• [YOUR OBJECTIVE] As the lines appear below, please set them down exactly, starting at the first and finishing with the one containing "preserving their order.".

:: INFORMATION ::

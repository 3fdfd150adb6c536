//! The `OutputWriter` trait implemented by result sinks.

use infl_core::SimulationResult;

use crate::OutputResult;

/// A sink for ordered simulation results.
pub trait OutputWriter {
    /// Append a batch of results, preserving their order.
    fn write_results(&mut self, results: &[SimulationResult]) -> OutputResult<()>;

    /// Flush and close the underlying handle.
    ///
    /// Idempotent: safe to call more than once.
    fn finish(&mut self) -> OutputResult<()>;
}
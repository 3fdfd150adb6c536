//! Run archives: results plus the model configuration that produced them.
//!
//! ```text
//! <output_dir>/<graph_stem>_<YYYY-mm-dd-HH:MM:SS>.zip
//!   simulation_results.csv
//!   model_config.json
//! ```
//!
//! The timestamp is local time at the moment of saving.

use std::fs::{self, File};
use std::io;
use std::path::{Path, PathBuf};

use chrono::Local;
use tracing::{info, warn};
use zip::write::SimpleFileOptions;
use zip::{CompressionMethod, ZipWriter};

use infl_core::SimulationResult;

use crate::csv::CsvWriter;
use crate::writer::OutputWriter;
use crate::{OutputError, OutputResult};

pub const RESULTS_FILE: &str = "simulation_results.csv";
pub const CONFIG_FILE: &str = "model_config.json";

const STAMP_FORMAT: &str = "%Y-%m-%d-%H:%M:%S";

/// Write `results` and a copy of the model config into a fresh, timestamped
/// zip archive under `output_dir`, and return the archive's path.
///
/// The archive is built in a temporary file next to its target and renamed
/// into place once complete; on error the temporary file is removed and no
/// archive appears.
pub fn save_archive(
    results:           &[SimulationResult],
    output_dir:        &Path,
    graph_path:        &Path,
    model_config_path: &Path,
) -> OutputResult<PathBuf> {
    fs::create_dir_all(output_dir)?;
    if results.is_empty() {
        warn!(dir = %output_dir.display(), "no simulation results to save");
    }

    let mut config = File::open(model_config_path).map_err(|source| OutputError::ArchiveInput {
        path: model_config_path.to_path_buf(),
        source,
    })?;

    let staging = tempfile::NamedTempFile::new_in(output_dir)?;
    let options = SimpleFileOptions::default().compression_method(CompressionMethod::Deflated);
    let mut zip = ZipWriter::new(staging.as_file());

    zip.start_file(RESULTS_FILE, options)?;
    let mut writer = CsvWriter::from_writer(&mut zip)?;
    writer.write_results(results)?;
    writer.finish()?;
    drop(writer);

    zip.start_file(CONFIG_FILE, options)?;
    io::copy(&mut config, &mut zip).map_err(|source| OutputError::ArchiveInput {
        path: model_config_path.to_path_buf(),
        source,
    })?;
    zip.finish()?;

    let stamp = Local::now().format(STAMP_FORMAT).to_string();
    let target = archive_path(output_dir, graph_path, &stamp);
    staging
        .persist_noclobber(&target)
        .map_err(|e| OutputError::Persist { path: target.clone(), source: e.error })?;

    info!(path = %target.display(), rows = results.len(), "saved run archive");
    Ok(target)
}

/// `<output_dir>/<graph_stem>_<stamp>.zip`, with a numeric suffix on the
/// stem if that file already exists.
pub fn archive_path(output_dir: &Path, graph_path: &Path, stamp: &str) -> PathBuf {
    let stem = graph_path
        .file_stem()
        .and_then(|s| s.to_str())
        .unwrap_or("graph");
    let base = format!("{stem}_{stamp}");
    let mut candidate = output_dir.join(format!("{base}.zip"));
    let mut n = 1;
    while candidate.exists() {
        candidate = output_dir.join(format!("{base}-{n}.zip"));
        n += 1;
    }
    candidate
}
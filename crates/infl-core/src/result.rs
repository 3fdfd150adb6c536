//! Per-node simulation result records.

use crate::NodeId;

/// Running maximum of concurrently infected nodes.
///
/// Ties keep the earliest iteration: [`observe`](Self::observe) only moves
/// the peak on a strict improvement.
#[derive(Copy, Clone, PartialEq, Eq, Debug)]
#[cfg_attr(feature = "serde", derive(serde::Serialize, serde::Deserialize))]
pub struct Peak {
    pub infected:  u32,
    pub iteration: u32,
}

impl Peak {
    /// The seed node is infected at iteration 0, so every run starts here.
    pub const SEEDED: Peak = Peak { infected: 1, iteration: 0 };

    /// Record `infected` nodes at `iteration`; returns `true` if the peak moved.
    #[inline]
    pub fn observe(&mut self, infected: u32, iteration: u32) -> bool {
        if infected > self.infected {
            *self = Peak { infected, iteration };
            true
        } else {
            false
        }
    }
}

impl Default for Peak {
    fn default() -> Self {
        Self::SEEDED
    }
}

/// Summary of one single-seed cascade run.
///
/// Invariant: `exposed + not_exposed` equals the graph's node count.
#[derive(Copy, Clone, PartialEq, Eq, Hash, Debug)]
#[cfg_attr(feature = "serde", derive(serde::Serialize, serde::Deserialize))]
pub struct SimulationResult {
    /// The seed node.
    pub node:              NodeId,
    /// Iterations executed until no node was infected.
    pub simulation_length: u32,
    /// Nodes ever infected (final state `recovered`), seed included.
    pub exposed:           u32,
    /// Nodes never reached (final state `susceptible`).
    pub not_exposed:       u32,
    pub peak_infected:     u32,
    pub peak_iteration:    u32,
}

impl SimulationResult {
    /// Column names, in the order of [`to_record`](Self::to_record).
    pub const FIELD_NAMES: [&'static str; 6] = [
        "node",
        "simulation_length",
        "exposed",
        "not_exposed",
        "peak_infected",
        "peak_iteration",
    ];

    /// Field values in column order.
    pub fn to_record(&self) -> [u32; 6] {
        [
            self.node.0,
            self.simulation_length,
            self.exposed,
            self.not_exposed,
            self.peak_infected,
            self.peak_iteration,
        ]
    }

    /// Total nodes accounted for by this result.
    #[inline]
    pub fn population(&self) -> u32 {
        self.exposed + self.not_exposed
    }
}
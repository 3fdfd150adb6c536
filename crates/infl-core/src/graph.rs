//! Undirected simple graph and its builder.
//!
//! # Data layout
//!
//! The graph uses **Compressed Sparse Row (CSR)** format.  Given a
//! `NodeId n`, its neighbors occupy the slice:
//!
//! ```text
//! adjacency[ adj_start[n] .. adj_start[n+1] ]
//! ```
//!
//! Every undirected edge `{a, b}` with `a != b` is stored twice (once in each
//! endpoint's row); a self-loop `{a, a}` is stored once.  Rows are sorted by
//! neighbor id, so iteration over a node's neighbors is a contiguous,
//! ascending memory scan in the cascade inner loop.
//!
//! The graph is immutable once built and is shared read-only by every
//! concurrent run.

use crate::NodeId;

// ── Graph ─────────────────────────────────────────────────────────────────────

/// Undirected simple graph over dense node ids `0..node_count`.
///
/// Do not construct directly; use [`GraphBuilder`].
#[derive(Clone, Debug, PartialEq, Eq)]
pub struct Graph {
    /// CSR row pointer.  Length = `node_count + 1`.
    adj_start: Vec<u32>,
    /// Concatenated, per-row sorted neighbor lists.
    adjacency: Vec<NodeId>,
    /// Distinct undirected edges, including self-loops.
    edge_count: usize,
}

impl Graph {
    /// A graph with no nodes or edges.
    pub fn empty() -> Self {
        GraphBuilder::new(0).build()
    }

    // ── Graph dimensions ──────────────────────────────────────────────────

    pub fn node_count(&self) -> usize {
        self.adj_start.len() - 1
    }

    pub fn edge_count(&self) -> usize {
        self.edge_count
    }

    pub fn is_empty(&self) -> bool {
        self.node_count() == 0
    }

    pub fn contains(&self, node: NodeId) -> bool {
        node.index() < self.node_count()
    }

    // ── Graph traversal ───────────────────────────────────────────────────

    /// All node ids in canonical (ascending) order.
    pub fn nodes(&self) -> impl ExactSizeIterator<Item = NodeId> + '_ {
        (0..self.node_count() as u32).map(NodeId)
    }

    /// Neighbors of `node`, ascending.
    ///
    /// # Panics
    /// Panics if `node` is not in the graph.
    #[inline]
    pub fn neighbors(&self, node: NodeId) -> &[NodeId] {
        let start = self.adj_start[node.index()] as usize;
        let end   = self.adj_start[node.index() + 1] as usize;
        &self.adjacency[start..end]
    }

    #[inline]
    pub fn degree(&self, node: NodeId) -> usize {
        self.neighbors(node).len()
    }

    pub fn has_edge(&self, a: NodeId, b: NodeId) -> bool {
        self.contains(a) && self.contains(b) && self.neighbors(a).binary_search(&b).is_ok()
    }

    /// Every undirected edge once, as `(low, high)` pairs in ascending order.
    pub fn edges(&self) -> impl Iterator<Item = (NodeId, NodeId)> + '_ {
        self.nodes().flat_map(move |a| {
            self.neighbors(a)
                .iter()
                .filter(move |&&b| a <= b)
                .map(move |&b| (a, b))
        })
    }
}

// ── GraphBuilder ──────────────────────────────────────────────────────────────

/// Construct a [`Graph`] incrementally, then call [`build`](Self::build).
///
/// Edges may be added in any order and any orientation.  `build()`
/// normalises each edge to `(low, high)`, collapses duplicates, and
/// constructs the CSR arrays.
///
/// # Example
///
/// ```
/// use infl_core::{GraphBuilder, NodeId};
///
/// let mut b = GraphBuilder::new(3);
/// b.add_edge(NodeId(0), NodeId(1));
/// b.add_edge(NodeId(1), NodeId(0)); // duplicate, collapsed
/// b.add_edge(NodeId(1), NodeId(2));
/// let g = b.build();
/// assert_eq!(g.node_count(), 3);
/// assert_eq!(g.edge_count(), 2);
/// ```
#[derive(Default)]
pub struct GraphBuilder {
    node_count: usize,
    raw_edges:  Vec<(NodeId, NodeId)>,
}

impl GraphBuilder {
    /// Start a graph with `node_count` isolated nodes.
    pub fn new(node_count: usize) -> Self {
        Self { node_count, raw_edges: Vec::new() }
    }

    /// Pre-allocate for the expected number of edges.
    pub fn with_capacity(node_count: usize, edges: usize) -> Self {
        Self { node_count, raw_edges: Vec::with_capacity(edges) }
    }

    /// Append a new isolated node and return its id (sequential).
    pub fn add_node(&mut self) -> NodeId {
        let id = NodeId(self.node_count as u32);
        self.node_count += 1;
        id
    }

    /// Add an undirected edge.  Grows the node range if either endpoint is
    /// beyond the current count.
    pub fn add_edge(&mut self, a: NodeId, b: NodeId) {
        self.node_count = self.node_count.max(a.index().max(b.index()) + 1);
        self.raw_edges.push(if a <= b { (a, b) } else { (b, a) });
    }

    pub fn node_count(&self) -> usize { self.node_count }

    /// Consume the builder and produce a [`Graph`].
    ///
    /// Time complexity: O(E log E) for the edge sort.
    pub fn build(self) -> Graph {
        let node_count = self.node_count;

        let mut edges = self.raw_edges;
        edges.sort_unstable();
        edges.dedup();

        // Row lengths: both endpoints for ordinary edges, one for self-loops.
        let mut adj_start = vec![0u32; node_count + 1];
        for &(a, b) in &edges {
            adj_start[a.index() + 1] += 1;
            if a != b {
                adj_start[b.index() + 1] += 1;
            }
        }
        for i in 1..=node_count {
            adj_start[i] += adj_start[i - 1];
        }

        let mut cursor: Vec<u32> = adj_start[..node_count].to_vec();
        let mut adjacency = vec![NodeId(0); adj_start[node_count] as usize];
        for &(a, b) in &edges {
            adjacency[cursor[a.index()] as usize] = b;
            cursor[a.index()] += 1;
            if a != b {
                adjacency[cursor[b.index()] as usize] = a;
                cursor[b.index()] += 1;
            }
        }

        for n in 0..node_count {
            let (start, end) = (adj_start[n] as usize, adj_start[n + 1] as usize);
            adjacency[start..end].sort_unstable();
        }

        Graph { adj_start, adjacency, edge_count: edges.len() }
    }
}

:::

• [OUTPUT BELOW]
repository 3fdfd150adb6c536
//! The `OutputWriter` trait implemented by result sinks.

use infl_core::SimulationResult;

use crate::OutputResult;

/// A sink for ordered simulation results.
pub trait OutputWriter {
    /// Append a batch of results, preserving their order.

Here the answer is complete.